Depuis quelques années, la société s’est emparée du débat sur la gestion forestière à la suite de certaines associations environnementalistes relayées par la presse et les réseaux sociaux. Parmi les mots qui fâchent, l’un d’eux mérite que l’on s’y attarde car il est omniprésent : « exotique ». Il fait l’objet du numéro spécial 265 de Forêt-entreprise, dont voici une synthèse.

Essences exotiques : de quoi parle-t-on ?

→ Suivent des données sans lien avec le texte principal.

//! Service layer for summarization business logic.
//!
//! Domain logic separated from UI concerns, so the same code serves the
//! CLI and the REST server.

pub mod summarize;

pub use summarize::{
    GenerationParams, SummaryService, DEFAULT_MAX_CONTENT_CHARS, DEFAULT_SUMMARY_PROMPT,
};
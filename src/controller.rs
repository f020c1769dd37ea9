//! Orchestration: provider resolution, extraction, summarization, assembly.
//!
//! [`SummarizerController`] is what both front ends call. It owns the
//! extraction boundary and the summary service, resolves provider tags
//! into adapters, and assembles the response shape front ends present.

use std::path::PathBuf;
use std::sync::Arc;

use serde::Serialize;
use serde_json::{json, Value};
use tracing::info;

use crate::config::Settings;
use crate::error::SummarizeError;
use crate::extract::{PopplerExtractor, TextExtractor};
use crate::llm::{
    LlmProvider, OllamaProvider, OpenAiProvider, ProviderKind, DEFAULT_TEMPERATURE,
};
use crate::services::{GenerationParams, SummaryService};

/// One summarization job as front ends describe it.
#[derive(Debug, Clone)]
pub struct SummaryRequest {
    pub pdf_path: PathBuf,
    /// Provider tag, e.g. `ollama` or `openai`.
    pub provider: String,
    pub model: String,
    pub temperature: f32,
    pub max_tokens: Option<u32>,
}

impl SummaryRequest {
    /// Request with default sampling parameters.
    pub fn new(
        pdf_path: impl Into<PathBuf>,
        provider: impl Into<String>,
        model: impl Into<String>,
    ) -> Self {
        Self {
            pdf_path: pdf_path.into(),
            provider: provider.into(),
            model: model.into(),
            temperature: DEFAULT_TEMPERATURE,
            max_tokens: None,
        }
    }
}

/// What the controller hands back to front ends.
#[derive(Debug, Clone, Serialize)]
pub struct SummaryResponse {
    /// The generated summary text.
    pub summary: String,
    /// Model the backend reports having used.
    pub model: String,
    /// Canonical name of the adapter that served the request.
    pub provider: String,
    /// `pdf_pages`, `pdf_metadata` and `llm_metadata` (which includes the
    /// `truncated` flag).
    pub metadata: Value,
    /// RFC 3339 timestamp of when the summary was produced.
    pub generated_at: String,
}

/// Orchestrates one summarization end to end. Stateless across calls, so
/// concurrent summarizations do not interfere.
pub struct SummarizerController {
    settings: Arc<Settings>,
    extractor: Box<dyn TextExtractor>,
    service: SummaryService,
}

impl SummarizerController {
    /// Controller with the shipping poppler-based extractor.
    pub fn new(settings: Arc<Settings>) -> Self {
        Self::with_extractor(settings, Box::new(PopplerExtractor::new()))
    }

    /// Controller with a caller-supplied extraction boundary.
    pub fn with_extractor(settings: Arc<Settings>, extractor: Box<dyn TextExtractor>) -> Self {
        let service = SummaryService::new(
            settings.summary.max_content_chars,
            settings.summary.prompt.clone(),
        );
        Self {
            settings,
            extractor,
            service,
        }
    }

    /// Build the adapter a tag names. Unknown tags and broken adapter
    /// setup both fail here, before any document work happens.
    pub fn resolve_provider(&self, tag: &str) -> Result<Box<dyn LlmProvider>, SummarizeError> {
        let kind = ProviderKind::from_tag(tag).ok_or_else(|| {
            SummarizeError::configuration(format!(
                "unknown provider '{}'; expected 'ollama' or 'openai'",
                tag
            ))
        })?;

        match kind {
            ProviderKind::Ollama => Ok(Box::new(OllamaProvider::new(
                self.settings.ollama.clone(),
            )?)),
            ProviderKind::OpenAi => Ok(Box::new(OpenAiProvider::new(
                self.settings.openai.clone(),
            )?)),
        }
    }

    /// Configured default model for a provider tag.
    pub fn default_model(&self, tag: &str) -> Option<&str> {
        match ProviderKind::from_tag(tag)? {
            ProviderKind::Ollama => Some(self.settings.ollama.model.as_str()),
            ProviderKind::OpenAi => Some(self.settings.openai.model.as_str()),
        }
    }

    pub fn settings(&self) -> &Settings {
        &self.settings
    }

    /// Summarize one PDF end to end.
    pub async fn summarize(
        &self,
        request: &SummaryRequest,
    ) -> Result<SummaryResponse, SummarizeError> {
        let provider = self.resolve_provider(&request.provider)?;
        self.summarize_with(provider.as_ref(), request).await
    }

    /// Summarize with a caller-supplied provider, skipping tag resolution.
    pub async fn summarize_with(
        &self,
        provider: &dyn LlmProvider,
        request: &SummaryRequest,
    ) -> Result<SummaryResponse, SummarizeError> {
        info!(
            "summarizing {} via {}",
            request.pdf_path.display(),
            provider.name()
        );
        let document = self.extractor.extract(&request.pdf_path).await?;

        let params = GenerationParams {
            model: request.model.clone(),
            temperature: request.temperature,
            max_tokens: request.max_tokens,
        };
        let generation = self.service.summarize(provider, &document, &params).await?;

        let metadata = json!({
            "pdf_pages": document.page_count,
            "pdf_metadata": {
                "title": document.title,
                "author": document.author,
            },
            "llm_metadata": Value::Object(generation.metadata),
        });

        Ok(SummaryResponse {
            summary: generation.text,
            model: generation.model,
            provider: provider.name().to_string(),
            metadata,
            generated_at: chrono::Utc::now().to_rfc3339(),
        })
    }
}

Une espèce est exotique quand elle est « introduite volontairement ou accidentellement en dehors de son aire de répartition naturelle » (définition simplifiée du Museum national d’histoire naturelle). Cette définition, simple a priori, repose sur deux notions complexes (espèce et géographie), auxquelles il faut ajouter celle du temps puisque la répartition des espèces n’a cessé d’évoluer. En effet, après les grandes glaciations, certaines essences ont pu se réinstaller naturellement sur le territoire français. D’autres ont été introduites, ou réintroduites, par l’homme à différentes époques, parfois dès la préhistoire.

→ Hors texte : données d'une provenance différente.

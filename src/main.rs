//! pdfsummarizer - PDF summarization with local and cloud LLM backends.

use pdfsummarizer::cli;

use tracing_subscriber::{layer::SubscriberExt, util::SubscriberInitExt};

#[tokio::main]
async fn main() -> anyhow::Result<()> {
    // Load .env file if present (before anything else)
    let _ = dotenvy::dotenv();

    // Initialize logging based on verbosity
    let default_filter = if cli::is_verbose() {
        "pdfsummarizer=info"
    } else {
        "pdfsummarizer=warn"
    };

    tracing_subscriber::registry()
        .with(
            tracing_subscriber::EnvFilter::try_from_default_env()
                .unwrap_or_else(|_| default_filter.into()),
        )
        .with(tracing_subscriber::fmt::layer())
        .init();

    // Run CLI
    cli::run().await
}
//! Web server command.

use std::sync::Arc;

use console::style;

use crate::config::Settings;

/// Start the web server.
pub async fn cmd_serve(settings: Settings, bind: &str) -> anyhow::Result<()> {
    let (host, port) = parse_bind_address(bind)?;

    println!(
        "{} Starting pdfsummarizer server at http://{}:{}",
        style("→").cyan(),
        host,
        port
    );
    println!("  Press Ctrl+C to stop");

    crate::server::serve(Arc::new(settings), &host, port).await
}

/// Parse a bind address that can be:
/// - Just a port: "8000" -> 127.0.0.1:8000
/// - Just a host: "0.0.0.0" -> 0.0.0.0:8000
/// - Host and port: "0.0.0.0:8000" -> 0.0.0.0:8000
fn parse_bind_address(bind: &str) -> anyhow::Result<(String, u16)> {
    // Try parsing as just a port number
    if let Ok(port) = bind.parse::<u16>() {
        return Ok(("127.0.0.1".to_string(), port));
    }

    // Try parsing as host:port
    if let Some((host, port_str)) = bind.rsplit_once(':') {
        if let Ok(port) = port_str.parse::<u16>() {
            return Ok((host.to_string(), port));
        }
    }

    // Must be just a host, use default port
    Ok((bind.to_string(), 8000))
}
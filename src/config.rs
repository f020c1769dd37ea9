//! Application configuration: optional TOML file plus environment overrides.

use std::path::Path;

use serde::{Deserialize, Serialize};

use crate::error::SummarizeError;
use crate::llm::{OllamaConfig, OpenAiConfig};
use crate::services::DEFAULT_MAX_CONTENT_CHARS;

/// Config filename looked for in the working directory when `--config`
/// is not given.
pub const DEFAULT_CONFIG_FILENAME: &str = "pdfsummarizer.toml";

/// Settings for prompt construction.
#[derive(Debug, Clone, PartialEq, Serialize, Deserialize)]
pub struct SummaryConfig {
    /// Maximum document characters interpolated into the prompt.
    #[serde(default = "default_max_content_chars")]
    pub max_content_chars: usize,
    /// Custom prompt template. Supports `{title}`, `{author}`, `{pages}`
    /// and `{content}` placeholders.
    #[serde(default, skip_serializing_if = "Option::is_none")]
    pub prompt: Option<String>,
}

fn default_max_content_chars() -> usize {
    DEFAULT_MAX_CONTENT_CHARS
}

impl Default for SummaryConfig {
    fn default() -> Self {
        Self {
            max_content_chars: default_max_content_chars(),
            prompt: None,
        }
    }
}

impl SummaryConfig {
    /// Apply environment variable overrides.
    ///
    /// Supported env vars:
    /// - `SUMMARY_MAX_CONTENT_CHARS`: prompt content budget
    /// - `SUMMARY_PROMPT`: custom prompt template
    pub fn with_env_overrides(mut self) -> Self {
        if let Ok(val) = std::env::var("SUMMARY_MAX_CONTENT_CHARS") {
            if let Ok(n) = val.parse() {
                self.max_content_chars = n;
            }
        }
        if let Ok(val) = std::env::var("SUMMARY_PROMPT") {
            if !val.is_empty() {
                self.prompt = Some(val);
            }
        }
        self
    }
}

/// Application settings.
#[derive(Debug, Clone, Default, PartialEq, Serialize, Deserialize)]
pub struct Settings {
    /// Local Ollama-style backend.
    #[serde(default)]
    pub ollama: OllamaConfig,
    /// Cloud OpenAI-style backend.
    #[serde(default)]
    pub openai: OpenAiConfig,
    /// Prompt construction settings.
    #[serde(default)]
    pub summary: SummaryConfig,
}

impl Settings {
    /// Load settings: explicit config file if given, otherwise
    /// `pdfsummarizer.toml` from the working directory if present,
    /// otherwise defaults. Environment overrides apply last.
    pub async fn load(config_path: Option<&Path>) -> Result<Self, SummarizeError> {
        let settings = match config_path {
            Some(path) => Self::from_file(path).await?,
            None => {
                let default_path = Path::new(DEFAULT_CONFIG_FILENAME);
                if default_path.exists() {
                    Self::from_file(default_path).await?
                } else {
                    Self::default()
                }
            }
        };
        Ok(settings.with_env_overrides())
    }

    /// Load settings from a TOML file.
    pub async fn from_file(path: &Path) -> Result<Self, SummarizeError> {
        let contents = tokio::fs::read_to_string(path).await.map_err(|e| {
            SummarizeError::configuration(format!(
                "failed to read config file {}: {}",
                path.display(),
                e
            ))
        })?;
        toml::from_str(&contents).map_err(|e| {
            SummarizeError::configuration(format!("failed to parse {}: {}", path.display(), e))
        })
    }

    /// Apply environment variable overrides to every section.
    pub fn with_env_overrides(mut self) -> Self {
        self.ollama = self.ollama.with_env_overrides();
        self.openai = self.openai.with_env_overrides();
        self.summary = self.summary.with_env_overrides();
        self
    }
}
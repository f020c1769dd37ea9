//! Summarization service: prompt construction and content truncation.

use serde_json::Value;
use tracing::{debug, info};

use crate::error::SummarizeError;
use crate::extract::DocumentText;
use crate::llm::{GenerationRequest, GenerationResponse, LlmProvider};

/// Default budget for document characters interpolated into the prompt.
pub const DEFAULT_MAX_CONTENT_CHARS: usize = 12_000;

/// Built-in summarization prompt. `{title}`, `{author}`, `{pages}` and
/// `{content}` are interpolated; absent metadata renders as `unknown`.
pub const DEFAULT_SUMMARY_PROMPT: &str = r#"Please write a concise, faithful summary of the following document.

DOCUMENT TITLE: {title}
DOCUMENT AUTHOR: {author}
DOCUMENT PAGES: {pages}

DOCUMENT CONTENT:
{content}

Provide a structured summary covering the main points, key findings, and important details. Do not add information that is not in the document."#;

/// Caller-tunable generation knobs carried from front ends to the service.
#[derive(Debug, Clone)]
pub struct GenerationParams {
    pub model: String,
    pub temperature: f32,
    pub max_tokens: Option<u32>,
}

/// Builds prompts within a character budget and delegates generation.
pub struct SummaryService {
    max_content_chars: usize,
    prompt_template: Option<String>,
}

impl Default for SummaryService {
    fn default() -> Self {
        Self::new(DEFAULT_MAX_CONTENT_CHARS, None)
    }
}

impl SummaryService {
    pub fn new(max_content_chars: usize, prompt_template: Option<String>) -> Self {
        Self {
            max_content_chars,
            prompt_template,
        }
    }

    /// Summarize extracted document text with the given provider.
    ///
    /// Empty text fails before any provider call. Oversized content is cut
    /// deterministically at the budget and flagged in response metadata as
    /// `truncated`. Provider failures pass through unchanged.
    pub async fn summarize(
        &self,
        provider: &dyn LlmProvider,
        document: &DocumentText,
        params: &GenerationParams,
    ) -> Result<GenerationResponse, SummarizeError> {
        if document.text.trim().is_empty() {
            return Err(SummarizeError::invalid_input(
                "document contains no extractable text",
            ));
        }

        let content = self.truncate_content(&document.text);
        let truncated = content.len() < document.text.len();
        if truncated {
            debug!(
                "document content cut from {} to {} chars",
                document.text.len(),
                content.len()
            );
        }

        let prompt = self.render_prompt(document, content);
        let request = GenerationRequest::new(
            prompt,
            params.model.clone(),
            params.temperature,
            params.max_tokens,
        )?;

        info!(
            "requesting summary from {} model {}",
            provider.name(),
            params.model
        );
        let response = provider.generate(&request).await?;

        Ok(response.with_metadata("truncated", Value::Bool(truncated)))
    }

    fn template(&self) -> &str {
        self.prompt_template
            .as_deref()
            .unwrap_or(DEFAULT_SUMMARY_PROMPT)
    }

    fn render_prompt(&self, document: &DocumentText, content: &str) -> String {
        let pages = document
            .page_count
            .map(|n| n.to_string())
            .unwrap_or_else(|| "unknown".to_string());

        self.template()
            .replace("{title}", document.title.as_deref().unwrap_or("unknown"))
            .replace("{author}", document.author.as_deref().unwrap_or("unknown"))
            .replace("{pages}", &pages)
            .replace("{content}", content)
    }

    /// Truncate content to the configured maximum (UTF-8 safe).
    fn truncate_content<'a>(&self, text: &'a str) -> &'a str {
        if text.len() <= self.max_content_chars {
            return text;
        }
        // Find a valid UTF-8 boundary at or before max_content_chars
        let mut end = self.max_content_chars;
        while end > 0 && !text.is_char_boundary(end) {
            end -= 1;
        }
        &text[..end]
    }
}

#[cfg(test)]
mod tests {
    use super::*;
    use async_trait::async_trait;
    use serde_json::Map;
    use std::sync::atomic::{AtomicUsize, Ordering};
    use std::sync::Mutex;

    /// Test double that records calls and replies with canned text.
    struct RecordingProvider {
        calls: AtomicUsize,
        prompts: Mutex<Vec<String>>,
        reply: Result<String, fn() -> SummarizeError>,
    }

    impl RecordingProvider {
        fn replying(text: &str) -> Self {
            Self {
                calls: AtomicUsize::new(0),
                prompts: Mutex::new(Vec::new()),
                reply: Ok(text.to_string()),
            }
        }

        fn failing(make: fn() -> SummarizeError) -> Self {
            Self {
                calls: AtomicUsize::new(0),
                prompts: Mutex::new(Vec::new()),
                reply: Err(make),
            }
        }
    }

    #[async_trait]
    impl LlmProvider for RecordingProvider {
        fn name(&self) -> &'static str {
            "recording"
        }

        async fn generate(
            &self,
            request: &GenerationRequest,
        ) -> Result<GenerationResponse, SummarizeError> {
            self.calls.fetch_add(1, Ordering::SeqCst);
            self.prompts
                .lock()
                .unwrap()
                .push(request.prompt().to_string());
            match &self.reply {
                Ok(text) => Ok(GenerationResponse {
                    text: text.clone(),
                    model: request.model().to_string(),
                    metadata: Map::new(),
                }),
                Err(make) => Err(make()),
            }
        }
    }

    fn params() -> GenerationParams {
        GenerationParams {
            model: "test-model".to_string(),
            temperature: 0.7,
            max_tokens: Some(256),
        }
    }

    fn document(text: &str) -> DocumentText {
        DocumentText {
            text: text.to_string(),
            title: Some("Quarterly Review".to_string()),
            author: Some("A. Writer".to_string()),
            page_count: Some(3),
        }
    }

    #[tokio::test]
    async fn test_empty_text_fails_before_any_provider_call() {
        let provider = RecordingProvider::replying("unused");
        let service = SummaryService::default();

        for text in ["", "   \n\t  "] {
            let err = service
                .summarize(&provider, &document(text), &params())
                .await
                .unwrap_err();
            assert_eq!(err.kind(), "invalid_input");
        }
        assert_eq!(provider.calls.load(Ordering::SeqCst), 0);
    }

    #[tokio::test]
    async fn test_prompt_interpolates_document_metadata() {
        let provider = RecordingProvider::replying("S");
        let service = SummaryService::default();

        service
            .summarize(&provider, &document("body text"), &params())
            .await
            .unwrap();

        let prompts = provider.prompts.lock().unwrap();
        assert!(prompts[0].contains("DOCUMENT TITLE: Quarterly Review"));
        assert!(prompts[0].contains("DOCUMENT AUTHOR: A. Writer"));
        assert!(prompts[0].contains("DOCUMENT PAGES: 3"));
        assert!(prompts[0].contains("body text"));
    }

    #[tokio::test]
    async fn test_absent_metadata_renders_as_unknown() {
        let provider = RecordingProvider::replying("S");
        let service = SummaryService::default();
        let doc = DocumentText {
            text: "body".to_string(),
            ..Default::default()
        };

        service.summarize(&provider, &doc, &params()).await.unwrap();

        let prompts = provider.prompts.lock().unwrap();
        assert!(prompts[0].contains("DOCUMENT TITLE: unknown"));
        assert!(prompts[0].contains("DOCUMENT PAGES: unknown"));
    }

    #[tokio::test]
    async fn test_custom_template_overrides_default() {
        let provider = RecordingProvider::replying("S");
        let service = SummaryService::new(
            DEFAULT_MAX_CONTENT_CHARS,
            Some("Summarize {title}: {content}".to_string()),
        );

        service
            .summarize(&provider, &document("the text"), &params())
            .await
            .unwrap();

        let prompts = provider.prompts.lock().unwrap();
        assert_eq!(prompts[0], "Summarize Quarterly Review: the text");
    }

    #[tokio::test]
    async fn test_truncation_is_deterministic_and_flagged() {
        let provider = RecordingProvider::replying("S");
        // Two-byte characters ensure the budget lands mid-character.
        let text = "ß".repeat(40);
        let service = SummaryService::new(25, None);

        let first = service
            .summarize(&provider, &document(&text), &params())
            .await
            .unwrap();
        let second = service
            .summarize(&provider, &document(&text), &params())
            .await
            .unwrap();

        assert_eq!(first.metadata["truncated"], Value::Bool(true));
        let prompts = provider.prompts.lock().unwrap();
        assert_eq!(prompts[0], prompts[1]);
        // 25 bytes of two-byte chars backs off to 24 bytes, 12 chars.
        assert!(prompts[0].contains(&"ß".repeat(12)));
        assert!(!prompts[0].contains(&"ß".repeat(13)));
        drop(prompts);

        assert_eq!(second.metadata["truncated"], Value::Bool(true));
    }

    #[tokio::test]
    async fn test_within_budget_content_is_not_flagged() {
        let provider = RecordingProvider::replying("S");
        let service = SummaryService::default();

        let resp = service
            .summarize(&provider, &document("short body"), &params())
            .await
            .unwrap();
        assert_eq!(resp.metadata["truncated"], Value::Bool(false));
        assert_eq!(resp.text, "S");
    }

    #[tokio::test]
    async fn test_provider_failure_passes_through_unchanged() {
        let provider =
            RecordingProvider::failing(|| SummarizeError::connection("backend timed out"));
        let service = SummaryService::default();

        let err = service
            .summarize(&provider, &document("body"), &params())
            .await
            .unwrap_err();
        assert_eq!(err.kind(), "connection");
        assert!(err.to_string().contains("backend timed out"));
    }

    #[tokio::test]
    async fn test_invalid_params_rejected_before_provider_call() {
        let provider = RecordingProvider::replying("unused");
        let service = SummaryService::default();
        let bad = GenerationParams {
            model: "m".to_string(),
            temperature: 5.0,
            max_tokens: None,
        };

        let err = service
            .summarize(&provider, &document("body"), &bad)
            .await
            .unwrap_err();
        assert_eq!(err.kind(), "invalid_input");
        assert_eq!(provider.calls.load(Ordering::SeqCst), 0);
    }
}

Même si nombre de ces introductions n’ont pas réussi, l’homme vit aujourd’hui entouré d’exotiques (animaux et végétaux) et les utilise quotidiennement. Mais, les essences forestières suscitent beaucoup plus de polémiques que les espèces ornementales, alimentaires ou de compagnie.

Parmi ces espèces introduites en forêt, on distingue celles qui l’ont été après 1500, les « néophytes » (excluant alors les noyer commun, châtaignier… importés avant cette date), considérées souvent comme celles à bannir pour certaines associations.

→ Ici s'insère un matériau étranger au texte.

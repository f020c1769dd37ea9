//! Console summarize command.

use std::path::PathBuf;
use std::sync::Arc;
use std::time::{Duration, Instant};

use console::style;
use indicatif::{ProgressBar, ProgressStyle};

use crate::config::Settings;
use crate::controller::{SummarizerController, SummaryRequest, SummaryResponse};
use crate::llm::{ProviderKind, DEFAULT_TEMPERATURE};

use super::helpers;

pub struct SummarizeArgs {
    pub pdf: Option<PathBuf>,
    pub provider: Option<String>,
    pub model: Option<String>,
    pub temperature: Option<f32>,
    pub max_tokens: Option<u32>,
    pub json: bool,
}

/// Summarize one PDF, collecting missing arguments interactively.
pub async fn cmd_summarize(mut settings: Settings, args: SummarizeArgs) -> anyhow::Result<()> {
    let pdf_path = match args.pdf {
        Some(path) => path,
        None => helpers::prompt_pdf_path()?,
    };

    let provider = match args.provider {
        Some(tag) => tag,
        None => helpers::prompt_provider()?,
    };

    // The cloud backend cannot run without a credential; collect one here
    // rather than failing after extraction.
    let missing_key = settings
        .openai
        .api_key
        .as_deref()
        .is_none_or(|k| k.trim().is_empty());
    if ProviderKind::from_tag(&provider) == Some(ProviderKind::OpenAi) && missing_key {
        let key = helpers::prompt_line("OpenAI API key", None)?;
        if !key.is_empty() {
            settings.openai.api_key = Some(key);
        }
    }

    let controller = SummarizerController::new(Arc::new(settings));

    let model = match args.model {
        Some(model) => model,
        None => {
            let default = controller.default_model(&provider).map(str::to_string);
            helpers::prompt_line("Model", default.as_deref())?
        }
    };

    let request = SummaryRequest {
        pdf_path,
        provider,
        model,
        temperature: args.temperature.unwrap_or(DEFAULT_TEMPERATURE),
        max_tokens: args.max_tokens,
    };

    let spinner = ProgressBar::new_spinner();
    spinner.set_style(
        ProgressStyle::default_spinner()
            .template("{spinner:.green} {wide_msg}")
            .unwrap(),
    );
    spinner.set_message(format!(
        "Summarizing {} via {}...",
        request.pdf_path.display(),
        request.provider
    ));
    spinner.enable_steady_tick(Duration::from_millis(100));

    let started = Instant::now();
    let result = controller.summarize(&request).await;
    spinner.finish_and_clear();

    match result {
        Ok(response) => {
            if args.json {
                println!("{}", serde_json::to_string_pretty(&response)?);
            } else {
                println!(
                    "{} Summary generated in {:.1}s",
                    style("✓").green(),
                    started.elapsed().as_secs_f64()
                );
                print_response(&response);
            }
            Ok(())
        }
        Err(err) => {
            eprintln!("\n{} {} ({})", style("✗").red(), err, err.kind());
            std::process::exit(1);
        }
    }
}

fn print_response(response: &SummaryResponse) {
    print!("{}", render_response(response));
}

fn render_response(response: &SummaryResponse) -> String {
    let rule = "-".repeat(60);
    let mut out = String::new();

    out.push_str(&format!("\n{}\n{}\n", style("Summary").bold(), rule));
    out.push_str(&format!("{}\n{}\n", response.summary.trim(), rule));

    out.push_str(&format!("\n{}\n", style("Metadata").bold()));
    out.push_str(&format!("  Provider: {}\n", response.provider));
    out.push_str(&format!("  Model: {}\n", response.model));
    if let Some(pages) = response.metadata.get("pdf_pages").and_then(|v| v.as_u64()) {
        out.push_str(&format!("  Pages: {}\n", pages));
    }
    if let Some(meta) = response
        .metadata
        .get("pdf_metadata")
        .and_then(|v| v.as_object())
    {
        if let Some(title) = meta.get("title").and_then(|v| v.as_str()) {
            out.push_str(&format!("  Title: {}\n", title));
        }
        if let Some(author) = meta.get("author").and_then(|v| v.as_str()) {
            out.push_str(&format!("  Author: {}\n", author));
        }
    }
    if let Some(llm) = response
        .metadata
        .get("llm_metadata")
        .and_then(|v| v.as_object())
    {
        for (key, value) in llm {
            match value.as_str() {
                Some(s) => out.push_str(&format!("  {}: {}\n", key, s)),
                None => out.push_str(&format!("  {}: {}\n", key, value)),
            }
        }
    }

    out
}
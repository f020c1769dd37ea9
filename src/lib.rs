//! PDF summarization with interchangeable local and cloud LLM backends.
//!
//! Extracts text and metadata from a PDF, builds a summarization prompt
//! within a character budget, and delegates generation to a provider
//! behind the [`llm::LlmProvider`] trait. The same
//! [`controller::SummarizerController`] serves the CLI and the REST
//! server.

pub mod cli;
pub mod config;
pub mod controller;
pub mod error;
pub mod extract;
pub mod llm;
pub mod server;
pub mod services;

L’IGN rappelle qu’aujourd’hui, si quatre espèces exotiques forestières seulement ont une certaine importance en France (douglas, pin noir d’Autriche, robinier faux-acacia et peuplier cultivé), elles n’occupent au total que 7 % de la surface forestière. Leur poids économique n’est cependant pas négligeable puisqu’elles représentent 22 % du bois d’œuvre commercialisé. Ce fut d’ailleurs l’une des raisons majeures de leur introduction.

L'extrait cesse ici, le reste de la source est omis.